◆ **INSTRUCTIONS FOR THE TASK**: From the entries below, extract every line that includes the word "ScalingMethod".

(Saved entries)
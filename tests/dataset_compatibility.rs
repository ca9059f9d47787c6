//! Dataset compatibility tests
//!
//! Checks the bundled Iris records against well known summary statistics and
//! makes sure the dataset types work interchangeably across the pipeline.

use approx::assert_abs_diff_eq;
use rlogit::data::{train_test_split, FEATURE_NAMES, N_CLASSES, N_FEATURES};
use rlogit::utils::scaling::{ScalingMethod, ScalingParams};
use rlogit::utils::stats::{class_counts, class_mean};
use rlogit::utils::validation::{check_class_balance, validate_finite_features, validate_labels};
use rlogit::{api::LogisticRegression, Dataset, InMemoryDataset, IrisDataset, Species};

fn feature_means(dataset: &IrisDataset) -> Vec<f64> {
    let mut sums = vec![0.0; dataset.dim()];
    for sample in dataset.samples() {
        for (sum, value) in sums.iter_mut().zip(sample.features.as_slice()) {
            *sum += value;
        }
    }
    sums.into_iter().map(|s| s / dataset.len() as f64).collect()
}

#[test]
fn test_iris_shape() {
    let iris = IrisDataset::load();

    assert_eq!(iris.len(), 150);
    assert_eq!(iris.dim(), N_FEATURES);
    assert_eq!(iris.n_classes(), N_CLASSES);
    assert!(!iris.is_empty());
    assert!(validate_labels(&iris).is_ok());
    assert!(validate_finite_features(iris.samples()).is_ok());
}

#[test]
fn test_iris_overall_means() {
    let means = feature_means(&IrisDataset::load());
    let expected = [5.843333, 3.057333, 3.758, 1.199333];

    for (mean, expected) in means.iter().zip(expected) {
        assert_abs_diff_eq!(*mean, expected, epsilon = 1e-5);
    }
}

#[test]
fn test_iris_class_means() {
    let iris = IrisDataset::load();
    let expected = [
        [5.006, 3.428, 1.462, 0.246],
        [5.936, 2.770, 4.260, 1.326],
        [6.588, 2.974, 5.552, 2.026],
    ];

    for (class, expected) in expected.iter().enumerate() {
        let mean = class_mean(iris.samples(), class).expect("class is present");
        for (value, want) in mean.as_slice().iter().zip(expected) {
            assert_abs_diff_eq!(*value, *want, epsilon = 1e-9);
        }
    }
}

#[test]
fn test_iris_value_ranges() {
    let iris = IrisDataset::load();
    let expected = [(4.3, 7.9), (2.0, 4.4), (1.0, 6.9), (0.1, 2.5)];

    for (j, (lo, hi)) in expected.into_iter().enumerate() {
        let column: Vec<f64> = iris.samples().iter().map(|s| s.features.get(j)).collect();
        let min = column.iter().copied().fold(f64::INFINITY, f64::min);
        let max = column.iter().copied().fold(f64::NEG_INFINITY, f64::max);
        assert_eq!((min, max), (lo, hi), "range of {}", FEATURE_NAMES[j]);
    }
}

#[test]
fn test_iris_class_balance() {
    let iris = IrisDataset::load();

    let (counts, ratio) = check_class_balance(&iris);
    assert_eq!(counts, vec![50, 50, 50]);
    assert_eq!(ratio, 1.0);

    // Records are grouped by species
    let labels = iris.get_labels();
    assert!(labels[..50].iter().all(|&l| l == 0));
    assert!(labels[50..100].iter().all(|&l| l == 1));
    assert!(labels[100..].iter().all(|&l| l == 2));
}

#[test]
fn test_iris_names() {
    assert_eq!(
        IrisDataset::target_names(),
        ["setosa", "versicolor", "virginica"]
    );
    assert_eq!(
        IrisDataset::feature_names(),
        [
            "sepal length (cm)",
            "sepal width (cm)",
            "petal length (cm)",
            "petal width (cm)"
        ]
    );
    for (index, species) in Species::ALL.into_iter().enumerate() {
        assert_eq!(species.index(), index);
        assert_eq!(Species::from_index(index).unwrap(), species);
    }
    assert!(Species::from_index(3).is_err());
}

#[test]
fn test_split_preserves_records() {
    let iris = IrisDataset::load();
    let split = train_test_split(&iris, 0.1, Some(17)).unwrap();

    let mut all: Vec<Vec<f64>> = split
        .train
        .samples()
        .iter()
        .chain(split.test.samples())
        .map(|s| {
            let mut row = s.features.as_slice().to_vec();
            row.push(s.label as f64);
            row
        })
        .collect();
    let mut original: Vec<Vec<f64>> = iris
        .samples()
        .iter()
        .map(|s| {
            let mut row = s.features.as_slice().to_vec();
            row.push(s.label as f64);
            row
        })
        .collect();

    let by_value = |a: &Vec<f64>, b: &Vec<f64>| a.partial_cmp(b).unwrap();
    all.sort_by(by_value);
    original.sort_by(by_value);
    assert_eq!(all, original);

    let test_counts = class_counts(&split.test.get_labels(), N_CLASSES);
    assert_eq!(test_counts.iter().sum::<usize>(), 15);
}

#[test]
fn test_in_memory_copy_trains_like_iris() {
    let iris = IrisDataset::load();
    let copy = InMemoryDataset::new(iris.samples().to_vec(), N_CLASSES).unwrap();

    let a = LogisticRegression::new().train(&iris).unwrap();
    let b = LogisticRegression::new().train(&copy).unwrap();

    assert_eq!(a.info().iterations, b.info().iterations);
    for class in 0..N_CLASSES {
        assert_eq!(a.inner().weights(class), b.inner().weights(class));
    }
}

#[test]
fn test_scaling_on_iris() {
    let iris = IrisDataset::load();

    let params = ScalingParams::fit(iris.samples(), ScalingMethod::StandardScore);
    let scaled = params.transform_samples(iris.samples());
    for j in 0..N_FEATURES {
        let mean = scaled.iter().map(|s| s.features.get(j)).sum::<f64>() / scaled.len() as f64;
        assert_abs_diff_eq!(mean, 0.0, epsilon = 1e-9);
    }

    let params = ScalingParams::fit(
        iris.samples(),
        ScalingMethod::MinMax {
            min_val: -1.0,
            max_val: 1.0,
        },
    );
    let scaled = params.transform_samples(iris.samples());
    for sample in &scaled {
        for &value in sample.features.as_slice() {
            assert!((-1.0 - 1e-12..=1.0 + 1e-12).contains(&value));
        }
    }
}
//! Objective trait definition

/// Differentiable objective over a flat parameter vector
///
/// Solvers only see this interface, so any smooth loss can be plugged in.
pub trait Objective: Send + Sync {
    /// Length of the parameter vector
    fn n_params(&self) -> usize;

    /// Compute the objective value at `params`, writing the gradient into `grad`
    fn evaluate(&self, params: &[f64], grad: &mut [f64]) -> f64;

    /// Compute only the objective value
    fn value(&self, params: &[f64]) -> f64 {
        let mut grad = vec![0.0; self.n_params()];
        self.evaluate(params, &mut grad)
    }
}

◆ **RESULT OF THIS EXERCISE**:
use rlogit::utils::scaling::{ScalingMethod, ScalingParams};
    let params = ScalingParams::fit(iris.samples(), ScalingMethod::StandardScore);
        ScalingMethod::MinMax {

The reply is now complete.